• [Available data]

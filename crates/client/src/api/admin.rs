//! Admin panel client.
//!
//! Everything under `/admin` is role-gated server-side; this client just
//! shapes the requests. Product upload is the one multipart surface in the
//! SDK - the session manager must not force a JSON content type onto it.

use reqwest::Method;
use reqwest::header::HeaderMap;
use tracing::info;

use shoplive_core::{AdminStats, Customer, NewProduct, Order, OrderStatus, Product};

use crate::body::{FormData, RequestBody};
use crate::error::Result;
use crate::session::{SessionManager, check_status};

/// Client for the admin endpoints.
#[derive(Clone)]
pub struct AdminClient {
    session: SessionManager,
}

impl AdminClient {
    #[must_use]
    pub const fn new(session: SessionManager) -> Self {
        Self { session }
    }

    /// Dashboard aggregate counts (`GET /admin/stats`).
    ///
    /// # Errors
    ///
    /// Returns `ClientError` on transport, auth, or decode failure.
    pub async fn stats(&self) -> Result<AdminStats> {
        self.session.get_json("/admin/stats").await
    }

    /// All customers (`GET /admin/customers`).
    ///
    /// # Errors
    ///
    /// Returns `ClientError` on transport, auth, or decode failure.
    pub async fn customers(&self) -> Result<Vec<Customer>> {
        self.session.get_json("/admin/customers").await
    }

    /// One customer's orders (`GET /admin/customers/{id}/orders`).
    ///
    /// # Errors
    ///
    /// Returns `ClientError` on transport, auth, or decode failure.
    pub async fn customer_orders(&self, customer_id: &str) -> Result<Vec<Order>> {
        self.session
            .get_json(&format!("/admin/customers/{customer_id}/orders"))
            .await
    }

    /// Delete a customer and all their orders
    /// (`DELETE /admin/customers/{id}`).
    ///
    /// # Errors
    ///
    /// Returns `ClientError` on transport, auth, or API failure.
    pub async fn delete_customer(&self, customer_id: &str) -> Result<()> {
        self.expect_ok(Method::DELETE, &format!("/admin/customers/{customer_id}"))
            .await
    }

    /// Move an order to a new status
    /// (`PUT /admin/orders/{id}/status?status=...`).
    ///
    /// The backend fans the change out to the order events topic, so the
    /// customer's live sync picks it up without polling.
    ///
    /// # Errors
    ///
    /// Returns `ClientError` on transport, auth, or API failure.
    pub async fn update_order_status(&self, order_id: &str, status: OrderStatus) -> Result<()> {
        self.expect_ok(
            Method::PUT,
            &format!("/admin/orders/{order_id}/status?status={status}"),
        )
        .await?;
        info!(order_id, status = %status, "order status updated");
        Ok(())
    }

    /// Delete an order (`DELETE /admin/orders/{id}`).
    ///
    /// # Errors
    ///
    /// Returns `ClientError` on transport, auth, or API failure.
    pub async fn delete_order(&self, order_id: &str) -> Result<()> {
        self.expect_ok(Method::DELETE, &format!("/admin/orders/{order_id}"))
            .await
    }

    /// The full catalog, admin view (`GET /admin/products`).
    ///
    /// # Errors
    ///
    /// Returns `ClientError` on transport, auth, or decode failure.
    pub async fn products(&self) -> Result<Vec<Product>> {
        self.session.get_json("/admin/products").await
    }

    /// Upload a product with its image
    /// (`POST /admin/products/upload`, multipart).
    ///
    /// # Errors
    ///
    /// Returns `ClientError` on transport, auth, or API failure.
    pub async fn upload_product(&self, product: &NewProduct) -> Result<()> {
        let form = FormData::new()
            .text("name", product.name.clone())
            .text("description", product.description.clone())
            .text("price", product.price.to_string())
            .file(
                "image",
                product.image.bytes.clone(),
                product.image.file_name.clone(),
                product.image.content_type.clone(),
            );

        let response = self
            .session
            .request(
                Method::POST,
                "/admin/products/upload",
                RequestBody::Form(form),
                HeaderMap::new(),
            )
            .await?;
        check_status(response).await?;
        info!(name = %product.name, "product uploaded");
        Ok(())
    }

    /// Delete a product (`DELETE /admin/products/{id}`).
    ///
    /// # Errors
    ///
    /// Returns `ClientError` on transport, auth, or API failure.
    pub async fn delete_product(&self, product_id: &str) -> Result<()> {
        self.expect_ok(Method::DELETE, &format!("/admin/products/{product_id}"))
            .await
    }

    async fn expect_ok(&self, method: Method, path: &str) -> Result<()> {
        let response = self
            .session
            .request(method, path, RequestBody::Empty, HeaderMap::new())
            .await?;
        check_status(response).await.map(drop)
    }
}
//! Session lifecycle events.
//!
//! The session manager never touches navigation or user-facing messaging;
//! it broadcasts these events and lets UI layers decide what a login
//! redirect or a "session refreshed" toast looks like.

/// A session lifecycle notification.
#[derive(Debug, Clone, PartialEq, Eq)]
pub enum SessionEvent {
    /// Credentials were stored after a successful login.
    LoggedIn { username: String },
    /// An access-token refresh started (the access token was rejected).
    RefreshStarted,
    /// The access token was refreshed in place; the session continues.
    Refreshed,
    /// The session was torn down; credential storage is empty.
    LoggedOut,
}
//! Product review client.

use shoplive_core::{NewReview, Review};

use crate::error::Result;
use crate::session::SessionManager;

/// Client for the review endpoints.
#[derive(Clone)]
pub struct ReviewsClient {
    session: SessionManager,
}

impl ReviewsClient {
    #[must_use]
    pub const fn new(session: SessionManager) -> Self {
        Self { session }
    }

    /// Fetch the reviews for a product (`GET /reviews/{productId}`).
    ///
    /// # Errors
    ///
    /// Returns `ClientError` on transport, auth, or decode failure.
    pub async fn list(&self, product_id: &str) -> Result<Vec<Review>> {
        self.session.get_json(&format!("/reviews/{product_id}")).await
    }

    /// Submit a review (`POST /reviews/{productId}`).
    ///
    /// The backend attributes the username from the bearer token and echoes
    /// the saved review back, ready for optimistic insertion into the list.
    ///
    /// # Errors
    ///
    /// Returns `ClientError` on transport, auth, or decode failure.
    pub async fn submit(&self, product_id: &str, review: &NewReview) -> Result<Review> {
        self.session
            .post_json(&format!("/reviews/{product_id}"), review)
            .await
    }
}
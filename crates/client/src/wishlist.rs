//! Wishlist persistence.
//!
//! The wishlist lives in the same key-value store as the session but is
//! deliberately independent of it: logging out clears credentials, never
//! the wishlist.

use std::sync::Arc;

use tracing::debug;

use crate::error::{ClientError, Result};
use crate::store::{KeyValueStore, WISHLIST_KEY};

/// Product ids the customer has hearted, persisted as a JSON array.
#[derive(Clone)]
pub struct Wishlist {
    store: Arc<dyn KeyValueStore>,
}

impl Wishlist {
    #[must_use]
    pub fn new(store: Arc<dyn KeyValueStore>) -> Self {
        Self { store }
    }

    /// All wishlisted product ids, in insertion order.
    ///
    /// # Errors
    ///
    /// Returns `ClientError::Store` on storage failure and
    /// `ClientError::Parse` if the stored value is not a JSON array.
    pub fn items(&self) -> Result<Vec<String>> {
        match self.store.get(WISHLIST_KEY)? {
            Some(raw) => serde_json::from_str(&raw).map_err(ClientError::Parse),
            None => Ok(Vec::new()),
        }
    }

    /// Whether a product is wishlisted.
    ///
    /// # Errors
    ///
    /// See [`Wishlist::items`].
    pub fn contains(&self, product_id: &str) -> Result<bool> {
        Ok(self.items()?.iter().any(|id| id == product_id))
    }

    /// Toggle a product in or out of the wishlist.
    ///
    /// Returns `true` if the product is wishlisted after the toggle.
    ///
    /// # Errors
    ///
    /// See [`Wishlist::items`].
    pub fn toggle(&self, product_id: &str) -> Result<bool> {
        let mut items = self.items()?;
        let added = if let Some(position) = items.iter().position(|id| id == product_id) {
            items.remove(position);
            false
        } else {
            items.push(product_id.to_string());
            true
        };

        self.persist(&items)?;
        debug!(product_id, added, "wishlist toggled");
        Ok(added)
    }

    /// Empty the wishlist.
    ///
    /// # Errors
    ///
    /// Returns `ClientError::Store` on storage failure.
    pub fn clear(&self) -> Result<()> {
        self.store.remove(WISHLIST_KEY)?;
        Ok(())
    }

    fn persist(&self, items: &[String]) -> Result<()> {
        let json = serde_json::to_string(items)?;
        self.store.set(WISHLIST_KEY, &json)?;
        Ok(())
    }
}

#[cfg(test)]
#[allow(clippy::unwrap_used)]
mod tests {
    use super::*;
    use crate::store::MemoryStore;

    fn wishlist() -> Wishlist {
        Wishlist::new(Arc::new(MemoryStore::new()))
    }

    #[test]
    fn test_empty_wishlist() {
        let wishlist = wishlist();
        assert!(wishlist.items().unwrap().is_empty());
        assert!(!wishlist.contains("p1").unwrap());
    }

    #[test]
    fn test_toggle_in_and_out() {
        let wishlist = wishlist();

        assert!(wishlist.toggle("p1").unwrap());
        assert!(wishlist.contains("p1").unwrap());

        assert!(!wishlist.toggle("p1").unwrap());
        assert!(!wishlist.contains("p1").unwrap());
    }

    #[test]
    fn test_insertion_order_preserved() {
        let wishlist = wishlist();
        wishlist.toggle("p2").unwrap();
        wishlist.toggle("p1").unwrap();
        wishlist.toggle("p3").unwrap();

        assert_eq!(wishlist.items().unwrap(), vec!["p2", "p1", "p3"]);
    }

    #[test]
    fn test_corrupt_payload_is_a_parse_error() {
        let store = Arc::new(MemoryStore::new());
        store.set(WISHLIST_KEY, "not an array").unwrap();
        let wishlist = Wishlist::new(store);

        assert!(matches!(wishlist.items(), Err(ClientError::Parse(_))));
    }
}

• [Task requirements] Go through the data above and copy each line in which "login" appears.

• [Output for this exercise]
//! it broadcasts these events and lets UI layers decide what a login
    /// Credentials were stored after a successful login.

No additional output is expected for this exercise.